Data records

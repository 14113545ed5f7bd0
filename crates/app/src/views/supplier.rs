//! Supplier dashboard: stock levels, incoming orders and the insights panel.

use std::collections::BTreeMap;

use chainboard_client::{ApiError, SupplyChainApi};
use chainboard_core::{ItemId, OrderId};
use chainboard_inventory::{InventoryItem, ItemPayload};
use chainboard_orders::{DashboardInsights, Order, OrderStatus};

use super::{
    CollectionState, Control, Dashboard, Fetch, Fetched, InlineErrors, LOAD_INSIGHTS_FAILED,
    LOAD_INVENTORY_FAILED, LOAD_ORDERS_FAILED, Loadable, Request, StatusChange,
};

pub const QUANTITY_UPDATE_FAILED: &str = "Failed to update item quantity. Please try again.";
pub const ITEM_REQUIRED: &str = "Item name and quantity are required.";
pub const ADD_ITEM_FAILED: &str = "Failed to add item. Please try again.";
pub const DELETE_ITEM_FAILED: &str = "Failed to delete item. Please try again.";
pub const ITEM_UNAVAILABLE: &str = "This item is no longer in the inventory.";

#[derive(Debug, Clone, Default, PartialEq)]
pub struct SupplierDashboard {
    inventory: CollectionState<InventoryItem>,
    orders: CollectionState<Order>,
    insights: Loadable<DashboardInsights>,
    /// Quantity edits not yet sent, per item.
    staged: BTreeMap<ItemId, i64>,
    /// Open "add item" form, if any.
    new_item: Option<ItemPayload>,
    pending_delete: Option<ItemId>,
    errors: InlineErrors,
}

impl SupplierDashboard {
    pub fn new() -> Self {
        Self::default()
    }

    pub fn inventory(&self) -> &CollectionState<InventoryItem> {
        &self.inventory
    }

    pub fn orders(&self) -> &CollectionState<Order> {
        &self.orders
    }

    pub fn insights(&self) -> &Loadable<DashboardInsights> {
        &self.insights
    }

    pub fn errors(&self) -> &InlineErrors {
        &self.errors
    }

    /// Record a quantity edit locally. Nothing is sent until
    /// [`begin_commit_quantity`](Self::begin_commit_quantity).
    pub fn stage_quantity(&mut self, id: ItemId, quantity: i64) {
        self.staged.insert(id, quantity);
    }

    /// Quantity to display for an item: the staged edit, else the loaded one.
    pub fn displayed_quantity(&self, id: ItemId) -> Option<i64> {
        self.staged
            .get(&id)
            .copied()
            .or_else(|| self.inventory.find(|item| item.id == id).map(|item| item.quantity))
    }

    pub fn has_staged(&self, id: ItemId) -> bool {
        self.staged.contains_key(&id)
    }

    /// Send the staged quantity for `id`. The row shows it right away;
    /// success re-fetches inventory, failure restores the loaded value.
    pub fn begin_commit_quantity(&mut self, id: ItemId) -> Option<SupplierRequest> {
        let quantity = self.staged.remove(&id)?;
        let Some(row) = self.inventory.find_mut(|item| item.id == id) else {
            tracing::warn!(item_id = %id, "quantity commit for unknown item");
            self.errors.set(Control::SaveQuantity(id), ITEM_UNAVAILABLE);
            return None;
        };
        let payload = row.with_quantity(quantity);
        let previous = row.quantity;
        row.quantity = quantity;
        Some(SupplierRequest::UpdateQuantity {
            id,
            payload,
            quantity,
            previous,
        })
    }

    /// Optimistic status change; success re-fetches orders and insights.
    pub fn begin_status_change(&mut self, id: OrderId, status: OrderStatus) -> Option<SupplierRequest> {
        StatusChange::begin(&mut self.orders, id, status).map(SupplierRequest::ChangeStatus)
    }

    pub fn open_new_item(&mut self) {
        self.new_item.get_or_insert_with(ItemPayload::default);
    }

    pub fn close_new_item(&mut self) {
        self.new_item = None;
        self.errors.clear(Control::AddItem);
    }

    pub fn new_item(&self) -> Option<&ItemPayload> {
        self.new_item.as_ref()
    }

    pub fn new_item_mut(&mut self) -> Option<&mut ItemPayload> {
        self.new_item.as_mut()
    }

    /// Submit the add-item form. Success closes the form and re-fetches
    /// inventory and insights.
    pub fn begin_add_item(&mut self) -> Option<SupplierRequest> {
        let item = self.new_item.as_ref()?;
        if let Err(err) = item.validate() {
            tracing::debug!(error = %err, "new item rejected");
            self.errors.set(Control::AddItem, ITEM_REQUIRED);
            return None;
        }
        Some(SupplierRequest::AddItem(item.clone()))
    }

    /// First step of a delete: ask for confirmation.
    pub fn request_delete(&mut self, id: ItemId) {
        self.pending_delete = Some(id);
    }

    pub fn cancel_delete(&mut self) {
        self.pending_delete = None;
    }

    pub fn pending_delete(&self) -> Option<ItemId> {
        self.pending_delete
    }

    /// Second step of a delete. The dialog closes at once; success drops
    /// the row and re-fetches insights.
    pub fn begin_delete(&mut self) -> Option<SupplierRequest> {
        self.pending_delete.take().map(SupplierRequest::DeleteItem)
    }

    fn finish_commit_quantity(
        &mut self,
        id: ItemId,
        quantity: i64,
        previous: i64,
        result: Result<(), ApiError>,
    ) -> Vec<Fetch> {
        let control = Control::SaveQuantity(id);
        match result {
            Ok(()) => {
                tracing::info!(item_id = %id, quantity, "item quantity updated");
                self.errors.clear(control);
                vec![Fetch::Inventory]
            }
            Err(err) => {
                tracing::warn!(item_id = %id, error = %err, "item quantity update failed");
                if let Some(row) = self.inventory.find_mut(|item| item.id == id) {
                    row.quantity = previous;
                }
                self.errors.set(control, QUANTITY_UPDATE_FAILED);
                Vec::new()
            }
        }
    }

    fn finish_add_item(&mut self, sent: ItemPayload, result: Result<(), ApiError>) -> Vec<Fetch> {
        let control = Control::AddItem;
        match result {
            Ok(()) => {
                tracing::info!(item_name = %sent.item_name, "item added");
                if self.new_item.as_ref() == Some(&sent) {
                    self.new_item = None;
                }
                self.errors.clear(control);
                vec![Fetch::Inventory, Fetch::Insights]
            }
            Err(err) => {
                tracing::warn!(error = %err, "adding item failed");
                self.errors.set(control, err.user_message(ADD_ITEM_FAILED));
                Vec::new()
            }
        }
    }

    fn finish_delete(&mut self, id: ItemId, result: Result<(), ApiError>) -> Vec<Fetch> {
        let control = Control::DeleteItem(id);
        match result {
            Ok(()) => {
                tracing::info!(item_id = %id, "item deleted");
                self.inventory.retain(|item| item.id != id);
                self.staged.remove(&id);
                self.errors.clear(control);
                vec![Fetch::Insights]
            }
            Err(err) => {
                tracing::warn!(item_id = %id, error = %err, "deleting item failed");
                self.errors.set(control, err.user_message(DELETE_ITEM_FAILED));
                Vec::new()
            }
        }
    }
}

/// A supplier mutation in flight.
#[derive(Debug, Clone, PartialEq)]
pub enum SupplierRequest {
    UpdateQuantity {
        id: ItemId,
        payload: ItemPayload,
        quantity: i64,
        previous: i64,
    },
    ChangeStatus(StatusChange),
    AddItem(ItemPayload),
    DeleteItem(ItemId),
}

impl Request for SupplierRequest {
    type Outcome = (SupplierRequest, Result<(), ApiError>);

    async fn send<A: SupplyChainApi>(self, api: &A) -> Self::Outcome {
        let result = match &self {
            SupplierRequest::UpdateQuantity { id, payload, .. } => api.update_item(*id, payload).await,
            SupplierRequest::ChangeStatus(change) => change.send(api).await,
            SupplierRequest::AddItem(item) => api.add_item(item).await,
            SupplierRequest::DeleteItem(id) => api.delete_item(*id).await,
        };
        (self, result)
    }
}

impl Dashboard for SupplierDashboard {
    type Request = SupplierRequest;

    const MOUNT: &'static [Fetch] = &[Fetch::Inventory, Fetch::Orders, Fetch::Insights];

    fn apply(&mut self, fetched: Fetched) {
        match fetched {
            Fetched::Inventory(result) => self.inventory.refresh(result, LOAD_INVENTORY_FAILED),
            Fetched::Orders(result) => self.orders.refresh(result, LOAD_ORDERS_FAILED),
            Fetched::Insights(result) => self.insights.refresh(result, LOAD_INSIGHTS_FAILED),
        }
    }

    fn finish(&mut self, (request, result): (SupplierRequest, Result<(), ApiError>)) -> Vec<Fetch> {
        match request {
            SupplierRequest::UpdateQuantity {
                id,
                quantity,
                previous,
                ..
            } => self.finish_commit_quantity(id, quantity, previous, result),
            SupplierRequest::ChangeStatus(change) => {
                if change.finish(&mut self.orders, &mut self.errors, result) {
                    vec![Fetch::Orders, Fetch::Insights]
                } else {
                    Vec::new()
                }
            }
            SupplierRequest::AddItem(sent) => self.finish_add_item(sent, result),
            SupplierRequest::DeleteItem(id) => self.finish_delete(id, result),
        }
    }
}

...

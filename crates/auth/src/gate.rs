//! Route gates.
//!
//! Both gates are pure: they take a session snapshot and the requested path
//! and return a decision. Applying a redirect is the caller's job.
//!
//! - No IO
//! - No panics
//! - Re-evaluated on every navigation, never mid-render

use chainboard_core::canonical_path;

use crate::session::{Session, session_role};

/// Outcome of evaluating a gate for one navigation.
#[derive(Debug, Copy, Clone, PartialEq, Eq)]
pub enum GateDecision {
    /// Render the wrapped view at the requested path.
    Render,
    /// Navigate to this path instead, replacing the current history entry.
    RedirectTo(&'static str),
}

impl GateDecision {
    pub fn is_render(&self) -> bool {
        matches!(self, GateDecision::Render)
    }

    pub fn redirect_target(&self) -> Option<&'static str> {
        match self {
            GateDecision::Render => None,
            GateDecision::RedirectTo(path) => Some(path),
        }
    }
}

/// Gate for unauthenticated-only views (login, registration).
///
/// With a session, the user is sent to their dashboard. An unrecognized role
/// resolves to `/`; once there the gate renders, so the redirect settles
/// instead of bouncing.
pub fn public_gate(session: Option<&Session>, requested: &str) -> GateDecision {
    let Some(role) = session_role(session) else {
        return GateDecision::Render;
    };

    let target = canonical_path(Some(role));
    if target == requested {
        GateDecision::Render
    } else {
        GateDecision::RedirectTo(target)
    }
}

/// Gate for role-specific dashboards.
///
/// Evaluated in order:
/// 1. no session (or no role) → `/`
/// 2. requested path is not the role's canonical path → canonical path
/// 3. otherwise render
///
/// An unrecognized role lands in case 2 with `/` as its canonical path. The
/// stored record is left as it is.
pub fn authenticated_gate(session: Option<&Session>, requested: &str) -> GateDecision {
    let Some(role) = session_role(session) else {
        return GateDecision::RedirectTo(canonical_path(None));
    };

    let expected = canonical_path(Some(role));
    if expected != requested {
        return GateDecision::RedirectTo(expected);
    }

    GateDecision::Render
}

→ **EXERCISE AIM**:
Based on the entries above, give the number of lines with the string "filename" and no further text.

→ **RESPONSE TO THIS TASK**:
2